Rolvedon is the first long-acting granulocyte colony-stimulating factor (GCSF) to be FDA-approved in over 20 years that is not a biosimilar. Rolvedon is a new formulation that is produced by covalent coupling of a human G-CSF analog and an Fc fragment of human immunoglobulin G4 (IgG4), both made from recombinant E. coli.

Rolvedon works by binding to G-CSF receptors of myeloid progenitor cells and neutrophils. The binding triggers cell differentiation, proliferation, migration and survival. This way, Rolvedon elevates the neutrophil count in cancer patients.

Rolvedon is administered subcutaneously around 24 hours after cytotoxic chemotherapy, once per chemotherapy cycle.

Clinical Trials and Commercialization

Two identically designed Phase III clinical trials, ADVANCE and RECOVER, assessed the safety and efficacy of Roveldon in a total of 643 early-stage breast cancer patients for the management of neutropenia from myelosuppressive chemotherapy.

The clinical trials were randomized, open label, noninferiority clinical trials. A non-inferiority trial is designed to show that a novel treatment is not unacceptably less efficacious than the current standard therapy.

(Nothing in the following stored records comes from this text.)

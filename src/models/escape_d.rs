use crate::error::Result;
use crate::frequency_index::FrequencyIndex;
use crate::models::{check_ordinal, check_position, monotone_search, EscapeModel, ProbabilityModel};
use crate::{Count, FrequencyStats, Ordinal};

/// An adaptive model with an escape mechanism in the style of method "D".
///
/// With `U` distinct symbols and `R` observations so far, a symbol seen `k` times has weight
/// `(2k − 1) · (max_ord − U)` and every unseen symbol has weight `U`, for a total of
/// `2R · (max_ord − U)`. Equivalently, the lower bound of `o` is
///
/// ```text
/// 2 · (max_ord − U) · real_below(o) + o · U − max_ord · unique_below(o)
/// ```
///
/// Before the first observation the model is uniform over `max_ord`; once every symbol has been
/// seen the `max_ord − U` multiplier stays at `1`.
#[derive(Clone, Debug)]
pub struct AdaptiveD {
    /// How many times each symbol has been observed.
    real: FrequencyIndex,

    /// `1` for each symbol observed at least once.
    unique: FrequencyIndex,
}

impl AdaptiveD {
    #[inline(always)]
    fn unseen(&self) -> Count {
        self.max_ord() - self.unique.total()
    }

    #[inline(always)]
    fn multiplier(&self) -> Count {
        self.unseen().max(1)
    }

    /// Returns the cumulative weight of all the symbols `<= ordinal`, once at least one symbol
    /// has been seen.
    fn cumulative_high(&self, ordinal: Ordinal) -> Count {
        let distinct = self.unique.total();
        let unique = self.unique.prefix_sum(ordinal);
        let real = self.real.prefix_sum(ordinal);
        self.multiplier() * (2 * real - unique) + (ordinal + 1 - unique) * distinct
    }
}

impl EscapeModel for AdaptiveD {
    fn with_max_ord(max_ord: Ordinal) -> Self {
        Self {
            real: FrequencyIndex::new(max_ord),
            unique: FrequencyIndex::new(max_ord),
        }
    }

    fn observed(&self) -> Count {
        self.real.total()
    }
}

impl ProbabilityModel for AdaptiveD {
    fn max_ord(&self) -> Ordinal {
        self.real.max_ord()
    }

    fn peek(&self, ordinal: Ordinal) -> Result<FrequencyStats> {
        check_ordinal(ordinal, self.max_ord())?;
        let distinct = self.unique.total();
        if distinct == 0 {
            return Ok(FrequencyStats::new(ordinal, ordinal + 1, self.max_ord()));
        }

        let multiplier = self.multiplier();
        let unique_below = self.unique.sum_below(ordinal);
        let real_below = self.real.sum_below(ordinal);
        let low = multiplier * (2 * real_below - unique_below) + (ordinal - unique_below) * distinct;
        let width = match self.real.count(ordinal) {
            0 => distinct,
            seen => (2 * seen - 1) * multiplier,
        };
        Ok(FrequencyStats::new(low, low + width, self.total_count()))
    }

    fn commit(&mut self, ordinal: Ordinal) {
        if self.real.count(ordinal) == 0 {
            self.unique.update(ordinal, 1);
        }
        self.real.update(ordinal, 1);
    }

    fn ordinal_for(&self, position: Count) -> Result<Ordinal> {
        check_position(position, self.total_count())?;
        if self.unique.total() == 0 {
            return Ok(position);
        }
        Ok(monotone_search(self.max_ord(), position, |ordinal| {
            self.cumulative_high(ordinal)
        }))
    }

    fn total_count(&self) -> Count {
        let distinct = self.unique.total();
        match distinct {
            0 => self.max_ord(),
            _ => self.multiplier() * (2 * self.real.total() - distinct) + self.unseen() * distinct,
        }
    }
}

#[cfg(test)]
mod tests {
    use super::*;
    use crate::models::tests::assert_consistent;

    fn width_and_total(model: &mut AdaptiveD, symbol: char) -> (Count, Count) {
        let stats = model.stats_for(symbol as Ordinal).unwrap();
        (stats.width(), stats.total)
    }

    #[test]
    fn documented_sequence() {
        let mut model = AdaptiveD::with_max_ord(256);
        assert_eq!(width_and_total(&mut model, 'I'), (1, 256));
        assert_eq!(width_and_total(&mut model, 'F'), (1, 510));
        assert_eq!(width_and_total(&mut model, '_'), (2, 1016));
        assert_eq!(width_and_total(&mut model, 'W'), (3, 1518));
        assert_eq!(width_and_total(&mut model, 'E'), (4, 2016));
        // '_' again: seen once, weight (2·1 − 1) · (256 − 5)
        assert_eq!(width_and_total(&mut model, '_'), (251, 2510));
        assert_eq!(model.observed(), 6);
        assert_consistent(&model, 0..256);
    }

    #[test]
    fn lower_bound_matches_closed_form() {
        let mut model = AdaptiveD::with_max_ord(256);
        for symbol in "IF_WE_CA".chars() {
            let ordinal = symbol as Ordinal;
            let max_ord = 256_i64;
            let distinct = model.unique.total() as i64;
            let expected = 2 * (max_ord - distinct) * model.real.sum_below(ordinal) as i64
                + ordinal as i64 * distinct
                - max_ord * model.unique.sum_below(ordinal) as i64;
            let stats = model.stats_for(ordinal).unwrap();
            if distinct > 0 {
                assert_eq!(stats.low as i64, expected, "symbol {symbol}");
            }
        }
    }

    #[test]
    fn saturated_alphabet_stays_codable() {
        let mut model = AdaptiveD::with_max_ord(3);
        for ordinal in [2, 0, 1, 1] {
            model.stats_for(ordinal).unwrap();
            assert_consistent(&model, 0..3);
        }
        // weights 2·k − 1: [1, 3, 1]
        assert_eq!(model.total_count(), 5);
        assert_eq!(model.peek(1).unwrap(), FrequencyStats::new(1, 4, 5));
    }
}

In both studies, patients were affected by non-myeloid malignancies and were receiving myelosuppressive anti-cancer drugs intravenously every 21 days (docetaxel 75 mg/m2 and cyclophosphamide 600 mg/m2) for four cycles. The subcutaneous administration of eflapegrastim or the standard-of-care pegfilgrastim was done by Day 2 after chemotherapy. The efficiency of eflapegrastim was based on the duration of severe neutropenia.

Across all four cycles of chemotherapy in both clinical studies, Rolvedon had a similar safety profile to pegfilgrastim and was shown to be non-inferior to pegfilgrastim in the mean duration of severe neutropenia.

“Our commercial team is in place and ready to engage key stakeholders immediately,” said Erin Miller, Senior Vice President, Sales and Marketing of Spectrum Pharmaceuticals.

“Equipped with extensive long-acting growth factor market experience, customer connectivity and learnings from in-depth market research insights, we are ready to optimize the launch trajectory. We expect to have product available in the fourth quarter of 2022 following the fulfillment of customary, pre-launch regulatory requirements,” added Miller.